Proprietà dei terreni

Demanio statale

Aree Protette Sovrapposte

la Riserva comprende al suo interno una porzione della Zona di Protezione Speciale IT5130003 “Abetone”; in parte è inserita nella più ampia Zona Speciale di Conservazione IT5130001 “Alta Valle Sestaione”.

Come arrivare

la Riserva è raggiungibile da Pistoia percorrendo prima la SR 66 e poi la SS12 fino ad Abetone

Norme di fruizione della Riserva

La Riserva è di libero accesso; per escursioni di gruppi organizzati a vario titolo all’interno o attraverso le Riserve o per lo svolgimento di iniziative e manifestazioni  sportive ludico-motorie-ricreative  è necessario presentare una richiesta di autorizzazione o di svolgimento di eventi in riserva al Reparto CC Biodiversità di Pistoia, almeno 15 giorni prima della data prevista dell’iniziativa, con descrizione dell’attività che si vuole svolgere, numero di partecipanti attesi, itinerario previsto, durata dell’attività.

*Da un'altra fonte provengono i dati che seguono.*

#[cfg(test)]
mod tests {
    use super::*;
    use tempfile::TempDir;

    fn determinant(seed: &str) -> DeterminantHash {
        DeterminantHash::from_seed(seed.as_bytes())
    }

    #[test]
    fn test_restore_after_stash_is_byte_identical() {
        let temp = TempDir::new().unwrap();
        let stash = FileStash::new(temp.path().join("stash"));
        let output = temp.path().join("out.bin");
        let content: Vec<u8> = (0..=255u8).cycle().take(10_000).collect();
        fs::write(&output, &content).unwrap();

        let det = determinant("a");
        stash.stash(&output, &det).unwrap();
        fs::write(&output, b"clobbered").unwrap();

        assert!(stash.restore(&output, &det));
        assert_eq!(fs::read(&output).unwrap(), content);
    }

    #[test]
    fn test_restore_miss_leaves_path_untouched() {
        let temp = TempDir::new().unwrap();
        let stash = FileStash::new(temp.path().join("stash"));
        let output = temp.path().join("out.txt");
        fs::write(&output, b"original").unwrap();

        assert!(!stash.restore(&output, &determinant("never stashed")));
        assert_eq!(fs::read(&output).unwrap(), b"original");
    }

    #[test]
    fn test_entries_keyed_by_path_and_determinant() {
        let temp = TempDir::new().unwrap();
        let stash = FileStash::new(temp.path().join("stash"));
        let a = temp.path().join("a.txt");
        let b = temp.path().join("b.txt");
        fs::write(&a, b"a").unwrap();

        let det = determinant("shared");
        stash.stash(&a, &det).unwrap();
        assert!(!stash.restore(&b, &det));
        assert!(!stash.restore(&a, &determinant("other")));
        assert!(stash.restore(&a, &det));
    }

    #[test]
    fn test_restore_creates_parent_dirs() {
        let temp = TempDir::new().unwrap();
        let stash = FileStash::new(temp.path().join("stash"));
        let nested = temp.path().join("build").join("deep").join("out.txt");
        fs::create_dir_all(nested.parent().unwrap()).unwrap();
        fs::write(&nested, b"x").unwrap();
        let det = determinant("n");
        stash.stash(&nested, &det).unwrap();

        fs::remove_dir_all(temp.path().join("build")).unwrap();
        assert!(stash.restore(&nested, &det));
        assert_eq!(fs::read(&nested).unwrap(), b"x");
    }

    #[test]
    fn test_build_hash_code_is_cached_per_run() {
        let temp = TempDir::new().unwrap();
        let stash = FileStash::new(temp.path().join("stash"));
        let file = temp.path().join("f.txt");
        fs::write(&file, b"one").unwrap();

        let first = stash.get_build_hash_code(&file).unwrap();
        assert_eq!(stash.get_build_hash_code(&file).unwrap(), first);

        // The ledger is authoritative until refreshed.
        fs::write(&file, b"two").unwrap();
        assert_eq!(stash.get_build_hash_code(&file).unwrap(), first);
        let refreshed = stash.refresh_build_hash_code(&file).unwrap();
        assert_eq!(refreshed, FileHash::of_bytes(b"two"));
        assert_eq!(stash.get_build_hash_code(&file).unwrap(), refreshed);
    }

    #[test]
    fn test_missing_file_hash_is_error() {
        let temp = TempDir::new().unwrap();
        let stash = FileStash::new(temp.path().join("stash"));
        assert!(matches!(
            stash.get_build_hash_code(&temp.path().join("missing")),
            Err(StashError::Hash(_))
        ));
    }

    #[test]
    fn test_seed_reset_and_snapshot() {
        let temp = TempDir::new().unwrap();
        let stash = FileStash::new(temp.path().join("stash"));
        let seeded = FileHash::of_bytes(b"prior");

        stash.seed_build_hash_codes([(PathBuf::from("build/a.o"), seeded)]);
        assert_eq!(
            stash.get_build_hash_code(Path::new("build/a.o")).unwrap(),
            seeded
        );
        assert_eq!(stash.build_hash_codes().len(), 1);

        stash.reset_build_hash_codes();
        assert!(stash.build_hash_codes().is_empty());
    }

    #[test]
    fn test_restore_artifact_checks_header() {
        let temp = TempDir::new().unwrap();
        let stash = FileStash::new(temp.path().join("stash"));
        let output = temp.path().join("unit.obj");
        let current = ArtifactHeader::new(2, "0.1.0");
        fs::write(&output, current.wrap(b"payload").unwrap()).unwrap();

        let det = determinant("obj");
        stash.stash(&output, &det).unwrap();

        assert!(stash.restore_artifact(&output, &det, &current));
        assert!(!stash.restore_artifact(&output, &det, &ArtifactHeader::new(3, "0.1.0")));
        assert!(!stash.restore_artifact(&output, &det, &ArtifactHeader::new(2, "0.2.0")));
    }

    #[test]
    fn test_corrupted_artifact_header_is_miss() {
        let temp = TempDir::new().unwrap();
        let stash = FileStash::new(temp.path().join("stash"));
        let output = temp.path().join("unit.obj");
        let header = ArtifactHeader::new(1, "0.1.0");
        fs::write(&output, header.wrap(b"payload").unwrap()).unwrap();

        let det = determinant("obj");
        stash.stash(&output, &det).unwrap();

        let entry = stash.entry_path(&output, &det);
        let mut bytes = fs::read(&entry).unwrap();
        bytes[0] = b'X';
        fs::write(&entry, &bytes).unwrap();
        fs::write(&output, b"untouched").unwrap();

        assert!(!stash.restore_artifact(&output, &det, &header));
        assert_eq!(fs::read(&output).unwrap(), b"untouched");
        // A plain restore does not look at headers.
        assert!(stash.restore(&output, &det));
    }

    #[test]
    fn test_no_restore_stash() {
        let temp = TempDir::new().unwrap();
        let output = temp.path().join("out.txt");
        fs::write(&output, b"data").unwrap();
        let det = determinant("x");

        let stash = NoRestoreStash::new(FileStash::new(temp.path().join("stash")));
        stash.stash(&output, &det).unwrap();
        assert!(!stash.restore(&output, &det));

        let inner = stash.into_inner();
        assert!(inner.restore(&output, &det));
    }

    #[test]
    fn test_status_prune_and_clean() {
        let temp = TempDir::new().unwrap();
        let stash = FileStash::new(temp.path().join("stash"));
        assert_eq!(stash.status().unwrap().entries, 0);

        for name in ["a", "b", "c"] {
            let path = temp.path().join(name);
            fs::write(&path, name).unwrap();
            stash.stash(&path, &determinant(name)).unwrap();
        }

        let status = stash.status().unwrap();
        assert_eq!(status.entries, 3);
        assert!(status.total_size > 0);

        let kept = stash.prune(Duration::from_secs(3600)).unwrap();
        assert_eq!((kept.total, kept.removed, kept.kept), (3, 0, 3));

        let pruned = stash.prune(Duration::ZERO).unwrap();
        assert_eq!(pruned.removed, 3);
        assert_eq!(stash.status().unwrap().entries, 0);

        stash.clean().unwrap();
        assert!(!stash.dir().exists());
    }

    #[test]
    fn test_formatted_size() {
        let stats = StashStats {
            entries: 0,
            total_size: 1536,
        };
        assert_eq!(stats.formatted_size(), "1.5 KB");
        let stats = StashStats {
            entries: 0,
            total_size: 500,
        };
        assert_eq!(stats.formatted_size(), "500 B");
    }
}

La Riserva non presenta zonazione. Sono presenti aeree di sosta per pic-nic, alcuni sentieri con pannelli didattici tra cui “Il percorso dell’amicizia”, che presenta un’esposizione di opere d’arte. È disponibile una carta dei sentieri ufficiali della Riserva.

Attività in corso

Lotta fitosanitaria ad Ips typographus, in collaborazione con CREA di Firenze – Settore Fitosanitario

Descrizione

La Riserva Naturale Biogenetica di Abetone si distingue per la presenza di storici impianti di abete bianco, risultato di una mirabile attività colturale protratta per secoli. Da studi di pollini fossili prelevati dalle torbe del lago Baccioli (m. 1295), del lago del Greppo (m. 1442), del Lago Nero (m. 1730), il Prof. A. Chiarugi (1936) stabilì che nella foresta dell’Abetone l’abete bianco ha avuto il massimo della sua diffusione intorno a seimila anni a.C. e che successivamente ha incominciato a regredire, sia pure secondo un ritmo irregolare, cedendo sempre più di fronte all’avanzata del faggio.  Dopo il 1000 a.C. il faggio cominciò a prevalere rendendo l’abete specie subordinata e secondaria nella consociazione. Le analisi polliniche del Chiarugi dimostrano inoltre che l’abete rosso era in questa foresta molto diffuso. Intorno ai 4000 anni a.C. l’abete rosdo era molto rappresentato e poi avrebbe subito un graduale regresso fino a restare oggi allo stato spontaneo solo in una piccola area nell’alta valle del Sestaione.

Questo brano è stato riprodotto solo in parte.